A student apartment complex in Berkeley, known for its unusual castle-like design, has been sold for more than $100 million to a group led by Goldman Sachs.
The Enclave Apartments building on Telegraph Avenue, a few blocks from the UC Berkeley campus, was purchased last week by an affiliated group led by the Wall Street firm in a cash deal for 112 $.9 million, according to public records, which was first reported. by the Mercury News and confirmed by the Times.
The seven-story mixed-use building, with a facade reminiscent of steep cliffs, can accommodate 252 students in dormitory-style units. It includes commercial spaces on the first floor, which are mostly vacant except for a sandwich shop.
Since opening in fall 2020, the structure’s design, described by its architects as a “Moorish palace,” has drawn the intrigued eyes of critics, tourists, students and entrepreneurs.
“It’s like Harry Potter and Fred Flintstone decided to build a McMansion. On acid,” remarked a San Francisco Chronicle reviewer, who also described the resort as a “Moorish-Tudor fever dream.”
The building’s original architect, Kirk Peterson, told Berkeleyside after its completion in 2020, “I wanted to make art. I wanted to make a correct, authentic, historicist building. Now that looks like crap. It looks awful.
Due to city permitting issues, the development changed hands several times and Peterson was replaced by a succession of two architectural firms.
Peterson and the original owner of the property came up with the design drawing inspiration from a mix of influences from several continents: cave dwellings in the south of France, Yemeni architecture, Baroque churches, cities of the hills of Italy and the Spanish neo-colonial style.
“I like it,” said Al Geyer, founder and owner of Annapurna, a longtime smokehouse opposite the Telegraph from the apartment complex. “Early on, when I saw a sketch, I thought it was definitely a place maker, so to speak, that would be around for a century.”
Geyer, whose shop was a hot spot in the Bay Area’s counterculture scene in the 1960s and 1970s, said the Enclave’s playful nature perfectly matched the historically whimsical and irreverent nature of Telegraph Avenue. .

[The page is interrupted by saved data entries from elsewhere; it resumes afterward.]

use std::{collections::HashMap, sync::Arc};

use ahash::RandomState;

use crate::{
  config::SimilarityConfig,
  model::{Address, Affiliation, CryptoAddress, Entity, EntityDetails, GovernmentId, HistoricalEntry, SanctionsInfo},
  normalize::{TextNormalizer, values::canonicalize_identifier},
};

/// Folds records describing the same subject into one entity.
///
/// Records are grouped by `(lower(source), lower(source_id), lower(type))` and
/// folded left to right: scalars are first-non-empty, sequences are unioned
/// with domain-specific deduplication.
#[derive(Clone)]
pub struct Merger {
  normalizer: Arc<TextNormalizer>,
}

impl Merger {
  pub fn new(normalizer: Arc<TextNormalizer>) -> Merger {
    Merger { normalizer }
  }

  /// Group by merge key, fold each group, and normalize the results.
  pub fn merge(&self, entities: Vec<Entity>, similarity: &SimilarityConfig) -> Vec<Entity> {
    let mut order: Vec<Entity> = Vec::with_capacity(entities.len());
    let mut positions: HashMap<(String, String, String), usize, RandomState> = HashMap::default();

    for entity in entities {
      match positions.get(&entity.merge_key()) {
        Some(index) => {
          let folded = self.merge_two(std::mem::take(&mut order[*index]), entity);

          order[*index] = folded;
        }

        None => {
          positions.insert(entity.merge_key(), order.len());
          order.push(entity);
        }
      }
    }

    order.into_iter().map(|entity| self.normalizer.prepare(entity, similarity)).collect()
  }

  /// Fold `b` into `a`. `a` is the earlier record and wins all scalar fields
  /// it already populates.
  pub fn merge_two(&self, mut a: Entity, b: Entity) -> Entity {
    if a.name.trim().is_empty() {
      a.name = b.name.clone();
    }
    if a.id.trim().is_empty() {
      a.id = b.id;
    }
    if a.source_id.trim().is_empty() {
      a.source_id = b.source_id;
    }

    let mut b_alt_names = b.alt_names;

    if !b.name.trim().is_empty() && !b.name.trim().eq_ignore_ascii_case(a.name.trim()) {
      b_alt_names.push(b.name);
    }

    a.alt_names = merge_strings(&a.alt_names, &b_alt_names);
    a.addresses = self.merge_addresses(a.addresses, b.addresses);
    a.government_ids = merge_government_ids(a.government_ids, b.government_ids);
    a.crypto_addresses = merge_crypto_addresses(a.crypto_addresses, b.crypto_addresses);

    a.contact.emails = merge_strings(&a.contact.emails, &b.contact.emails);
    a.contact.phones = merge_strings(&a.contact.phones, &b.contact.phones);
    a.contact.faxes = merge_strings(&a.contact.faxes, &b.contact.faxes);
    a.contact.websites = merge_strings(&a.contact.websites, &b.contact.websites);

    a.sanctions_info = merge_sanctions(a.sanctions_info, b.sanctions_info);
    a.affiliations = merge_affiliations(a.affiliations, b.affiliations);
    a.historical_info = merge_historical(a.historical_info, b.historical_info);
    a.details = merge_details(a.details, b.details);

    a
  }

  fn merge_addresses(&self, a: Vec<Address>, b: Vec<Address>) -> Vec<Address> {
    let mut out: Vec<Address> = Vec::with_capacity(a.len() + b.len());
    let mut keys: Vec<(String, String)> = Vec::with_capacity(a.len() + b.len());

    for address in a.into_iter().chain(b) {
      if address.is_empty() {
        continue;
      }

      let key = (self.normalizer.normalize(&address.line1), self.normalizer.normalize(&address.line2));

      match keys.iter().position(|k| k == &key) {
        Some(index) => fill_missing_address(&mut out[index], address),
        None => {
          keys.push(key);
          out.push(address);
        }
      }
    }

    out
  }
}

/// Union two string lists.
///
/// The first list is deduplicated case-insensitively, keeping first-seen
/// casing; elements of the second are appended unless an identical (exact,
/// case-sensitive) value is already present. All values are trimmed and blanks
/// are dropped.
pub fn merge_strings(a: &[String], b: &[String]) -> Vec<String> {
  let mut out: Vec<String> = Vec::with_capacity(a.len() + b.len());
  let mut seen_folded: Vec<String> = Vec::with_capacity(a.len());

  for value in a {
    let trimmed = value.trim();

    if trimmed.is_empty() || seen_folded.iter().any(|seen| seen == &trimmed.to_lowercase()) {
      continue;
    }

    seen_folded.push(trimmed.to_lowercase());
    out.push(trimmed.to_string());
  }

  for value in b {
    let trimmed = value.trim();

    if trimmed.is_empty() || out.iter().any(|existing| existing == trimmed) {
      continue;
    }

    out.push(trimmed.to_string());
  }

  out
}

fn fill_missing_address(target: &mut Address, other: Address) {
  for (field, value) in [
    (&mut target.line1, other.line1),
    (&mut target.line2, other.line2),
    (&mut target.city, other.city),
    (&mut target.state, other.state),
    (&mut target.postal_code, other.postal_code),
    (&mut target.country, other.country),
  ] {
    if field.trim().is_empty() && !value.trim().is_empty() {
      *field = value;
    }
  }
}

fn merge_government_ids(a: Vec<GovernmentId>, b: Vec<GovernmentId>) -> Vec<GovernmentId> {
  let mut out: Vec<GovernmentId> = Vec::with_capacity(a.len() + b.len());
  let mut keys: Vec<(String, String, String)> = Vec::new();

  for id in a.into_iter().chain(b) {
    if id.identifier.trim().is_empty() {
      continue;
    }

    let key = (id.country.trim().to_lowercase(), id.id_type.trim().to_lowercase(), canonicalize_identifier(&id.identifier));

    if !keys.contains(&key) {
      keys.push(key);
      out.push(id);
    }
  }

  out
}

fn merge_crypto_addresses(a: Vec<CryptoAddress>, b: Vec<CryptoAddress>) -> Vec<CryptoAddress> {
  let mut out: Vec<CryptoAddress> = Vec::with_capacity(a.len() + b.len());

  for wallet in a.into_iter().chain(b) {
    if wallet.address.trim().is_empty() {
      continue;
    }

    let address = wallet.address.trim().to_lowercase();
    let currency = wallet.currency.trim().to_lowercase();

    let existing = out.iter_mut().find(|seen| {
      let same_address = seen.address.trim().to_lowercase() == address;
      let currency_compatible = currency.is_empty() || seen.currency.trim().is_empty() || seen.currency.trim().to_lowercase() == currency;

      same_address && currency_compatible
    });

    match existing {
      // A record with a currency is more specific than one without.
      Some(seen) => {
        if seen.currency.trim().is_empty() && !currency.is_empty() {
          seen.currency = wallet.currency;
        }
      }

      None => out.push(wallet),
    }
  }

  out
}

fn merge_sanctions(a: Option<SanctionsInfo>, b: Option<SanctionsInfo>) -> Option<SanctionsInfo> {
  match (a, b) {
    (Some(mut a), Some(b)) => {
      if a.description.trim().is_empty() {
        a.description = b.description;
      }

      a.secondary = a.secondary || b.secondary;
      a.programs = merge_strings(&a.programs, &b.programs);

      Some(a)
    }

    (a, b) => a.or(b),
  }
}

fn merge_affiliations(a: Vec<Affiliation>, b: Vec<Affiliation>) -> Vec<Affiliation> {
  let mut out: Vec<Affiliation> = Vec::with_capacity(a.len() + b.len());

  for affiliation in a.into_iter().chain(b) {
    if affiliation.entity_name.trim().is_empty() {
      continue;
    }

    let duplicate = out
      .iter()
      .any(|seen| seen.entity_name.trim().to_lowercase() == affiliation.entity_name.trim().to_lowercase() && seen.kind.trim().to_lowercase() == affiliation.kind.trim().to_lowercase());

    if !duplicate {
      out.push(affiliation);
    }
  }

  out
}

fn merge_historical(a: Vec<HistoricalEntry>, b: Vec<HistoricalEntry>) -> Vec<HistoricalEntry> {
  let mut out: Vec<HistoricalEntry> = Vec::with_capacity(a.len() + b.len());

  for entry in a.into_iter().chain(b) {
    if entry.value.trim().is_empty() {
      continue;
    }

    let duplicate = out
      .iter()
      .any(|seen| seen.kind.trim().to_lowercase() == entry.kind.trim().to_lowercase() && seen.value.trim().to_lowercase() == entry.value.trim().to_lowercase());

    if !duplicate {
      out.push(entry);
    }
  }

  out
}

fn first_non_empty(a: Option<String>, b: Option<String>) -> Option<String> {
  match a {
    Some(value) if !value.trim().is_empty() => Some(value),
    _ => b.filter(|value| !value.trim().is_empty()),
  }
}

fn merge_details(a: EntityDetails, b: EntityDetails) -> EntityDetails {
  match (a, b) {
    (EntityDetails::Unknown, b) => b,
    (a, EntityDetails::Unknown) => a,

    (EntityDetails::Person(mut a), EntityDetails::Person(b)) => {
      a.birth_date = first_non_empty(a.birth_date, b.birth_date);
      a.death_date = first_non_empty(a.death_date, b.death_date);
      a.gender = first_non_empty(a.gender, b.gender);
      a.titles = merge_strings(&a.titles, &b.titles);
      a.alt_names = merge_strings(&a.alt_names, &b.alt_names);
      a.government_ids = merge_government_ids(a.government_ids, b.government_ids);

      EntityDetails::Person(a)
    }

    (EntityDetails::Business(a), EntityDetails::Business(b)) => EntityDetails::Business(merge_organizations(a, b)),
    (EntityDetails::Organization(a), EntityDetails::Organization(b)) => EntityDetails::Organization(merge_organizations(a, b)),

    (EntityDetails::Vessel(mut a), EntityDetails::Vessel(b)) => {
      a.imo_number = first_non_empty(a.imo_number, b.imo_number);
      a.call_sign = first_non_empty(a.call_sign, b.call_sign);
      a.mmsi = first_non_empty(a.mmsi, b.mmsi);
      a.vessel_type = first_non_empty(a.vessel_type, b.vessel_type);
      a.built = first_non_empty(a.built, b.built);

      EntityDetails::Vessel(a)
    }

    (EntityDetails::Aircraft(mut a), EntityDetails::Aircraft(b)) => {
      a.serial_number = first_non_empty(a.serial_number, b.serial_number);
      a.icao_code = first_non_empty(a.icao_code, b.icao_code);
      a.model = first_non_empty(a.model, b.model);
      a.aircraft_type = first_non_empty(a.aircraft_type, b.aircraft_type);
      a.built = first_non_empty(a.built, b.built);

      EntityDetails::Aircraft(a)
    }

    // Groups never mix payload kinds: the merge key includes the type.
    (a, _) => a,
  }
}

fn merge_organizations(mut a: crate::model::OrganizationDetails, b: crate::model::OrganizationDetails) -> crate::model::OrganizationDetails {
  a.created = first_non_empty(a.created, b.created);
  a.dissolved = first_non_empty(a.dissolved, b.dissolved);
  a.alt_names = merge_strings(&a.alt_names, &b.alt_names);
  a.government_ids = merge_government_ids(a.government_ids, b.government_ids);

  a
}
use rphonetic::{Encoder, Soundex};

/// Soundex pre-filter for the best-pair matcher.
///
/// Returns true only when every token on both sides produced a usable code and
/// the two code sets share nothing. Inputs the encoder cannot handle (non-Latin
/// scripts, bare digits) disable the filter rather than rejecting the pair.
pub(crate) fn unambiguously_dissimilar(lhs: &[String], rhs: &[String]) -> bool {
  let soundex = Soundex::default();

  let Some(lhs_codes) = encode_all(&soundex, lhs) else {
    return false;
  };
  let Some(rhs_codes) = encode_all(&soundex, rhs) else {
    return false;
  };

  lhs_codes.iter().all(|code| !rhs_codes.contains(code))
}

fn encode_all(soundex: &Soundex, tokens: &[String]) -> Option<Vec<String>> {
  let mut codes = Vec::with_capacity(tokens.len());

  for token in tokens {
    let code = soundex.encode(token);

    if code.is_empty() {
      return None;
    }

    codes.push(code);
  }

  if codes.is_empty() { None } else { Some(codes) }
}
use std::{
  sync::{Arc, atomic::AtomicBool},
  time::Instant,
};

use bumpalo::Bump;
use metrics::histogram;
use serde::{Deserialize, Serialize};

use crate::{
  config::{ConfigOverride, EngineConfig},
  index::Snapshot,
  model::{Entity, EntityKind, SearchQuery, SourceList},
  scoring::{self, ScoreBreakdown, ScorePhase},
  trace::TraceSink,
};

/// Per-request search parameters.
#[derive(Clone, Debug, Default, Deserialize)]
pub struct SearchParams {
  /// Minimum score to be returned. Clamped to [0, 1]; defaults to the
  /// configured `search.min_match`.
  pub min_match: Option<f64>,
  /// Maximum number of results. Clamped to 1..=100; defaults to the
  /// configured `search.limit`.
  pub limit: Option<usize>,
  /// Attach the per-phase breakdown to every result.
  #[serde(default)]
  pub debug: bool,
  pub overrides: Option<ConfigOverride>,
}

pub const LIMIT_CEILING: usize = 100;

/// One ranked search result.
#[derive(Clone, Debug, Serialize)]
pub struct ScoredEntity {
  pub entity: Arc<Entity>,
  pub score: f64,
  #[serde(skip_serializing_if = "Option::is_none")]
  pub breakdown: Option<ScoreBreakdown>,
}

/// One query of a batch request.
#[derive(Clone, Debug, Default, Deserialize, Serialize)]
pub struct BatchItem {
  pub request_id: String,
  pub name: String,
  pub kind: Option<EntityKind>,
  pub source: Option<SourceList>,
}

/// Batch-level options.
#[derive(Clone, Debug, Default)]
pub struct BatchOptions {
  pub min_match: Option<f64>,
  pub limit: Option<usize>,
  /// Cooperative cancellation: unstarted items abort promptly, in-flight items
  /// stop at the next candidate boundary.
  pub cancel: Option<Arc<AtomicBool>>,
}

#[derive(Clone, Debug, Serialize)]
pub struct BatchMatch {
  pub entity_id: String,
  pub name: String,
  pub score: f64,
  pub source: SourceList,
}

/// Per-item outcome. An error never fails the surrounding batch.
#[derive(Clone, Debug, Serialize)]
pub struct BatchItemResult {
  pub request_id: String,
  pub name: String,
  pub matches: Vec<BatchMatch>,
  #[serde(skip_serializing_if = "Option::is_none")]
  pub error: Option<String>,
}

#[derive(Clone, Debug, Serialize)]
pub struct BatchStatistics {
  pub total_items: usize,
  pub items_with_matches: usize,
  pub total_matches: usize,
  pub processing_time_ms: u64,
}

#[derive(Clone, Debug, Serialize)]
pub struct BatchOutcome {
  pub batch_id: String,
  pub results: Vec<BatchItemResult>,
  pub statistics: BatchStatistics,
}

/// Why a scan stopped early.
#[derive(Clone, Copy, Debug, Eq, PartialEq)]
pub(crate) enum ScanInterrupt {
  Timeout,
  Cancelled,
}

/// Deadline and cancellation checked at candidate boundaries.
#[derive(Clone, Copy, Default)]
pub(crate) struct ScanLimits<'c> {
  pub deadline: Option<Instant>,
  pub cancel: Option<&'c AtomicBool>,
}

impl ScanLimits<'_> {
  fn interrupted(&self) -> Option<ScanInterrupt> {
    if let Some(cancel) = self.cancel
      && cancel.load(std::sync::atomic::Ordering::Relaxed)
    {
      return Some(ScanInterrupt::Cancelled);
    }

    if let Some(deadline) = self.deadline
      && Instant::now() >= deadline
    {
      return Some(ScanInterrupt::Timeout);
    }

    None
  }
}

/// Score every candidate in the snapshot against the query, drop those under
/// `min_match`, and return the top `limit` ordered by score descending with
/// ties broken by entity id ascending.
pub(crate) fn scan<T: TraceSink>(
  snapshot: &Snapshot,
  query: &SearchQuery,
  config: &EngineConfig,
  min_match: f64,
  limit: usize,
  limits: ScanLimits<'_>,
  trace: &mut T,
) -> Result<Vec<ScoredEntity>, ScanInterrupt> {
  let then = Instant::now();
  let mut bump = Bump::with_capacity(1024);
  let mut results = Vec::new();

  for candidate in snapshot.iter() {
    if let Some(interrupt) = limits.interrupted() {
      return Err(interrupt);
    }

    if let Some(source) = query.source
      && candidate.source != source
    {
      continue;
    }

    if let Some(kind) = query.kind
      && candidate.kind() != kind
    {
      continue;
    }

    let breakdown = scoring::score_candidate(&bump, query, candidate, config, trace);

    bump.reset();

    histogram!("cordon_scoring_scores").record(breakdown.total);

    let kept = breakdown.total >= min_match;

    trace.event(ScorePhase::Filtering, then.elapsed(), || {
      (
        format!("{} candidate {}", if kept { "kept" } else { "dropped" }, candidate.id),
        vec![
          ("entity_id", candidate.id.clone()),
          ("score", format!("{:.4}", breakdown.total)),
          ("min_match", format!("{min_match:.4}")),
          ("kept", kept.to_string()),
        ],
      )
    });

    if kept {
      results.push(ScoredEntity {
        entity: candidate.clone(),
        score: breakdown.total,
        breakdown: Some(breakdown),
      });
    }
  }

  results.sort_by(|a, b| b.score.total_cmp(&a.score).then_with(|| a.entity.id.cmp(&b.entity.id)));
  results.truncate(limit);

  histogram!("cordon_scoring_latency_seconds").record(then.elapsed().as_secs_f64());

  Ok(results)
}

The Berkeley Inn, known to Geyer’s generation as a flea hotel, once stood on the plot. Geyer’s first store opened in a basement of the inn in 1969 on the same weekend as People’s Park, which hosted anti-war and civil rights protests.
A fire destroyed the hotel in the 1980s, leaving a rubble-strewn lot that sat vacant until construction crews cleared the way for the Enclave in 2018, according to the building’s architects.
Geyer said he understands the criticism he’s heard from other residents who decry the building’s discordant design and “Disney-esque” rock facade. But he also decried the architectural monotony of other new housing developments sprouting up across the region and praised the designers of the Enclave for taking a chance.
“It’s not boring; it creates discussions. It’s something that will visually mean this part of Telegraph Avenue forever,” said Geyer.
The Goldman Sachs-led group bought the property from a group of developers that includes Irvine-based LBA Realty. Her previous owners apparently made a hefty profit on the sale.
The value of the property was estimated at about $48.9 million, according to online records from the Alameda County Assessor’s Office.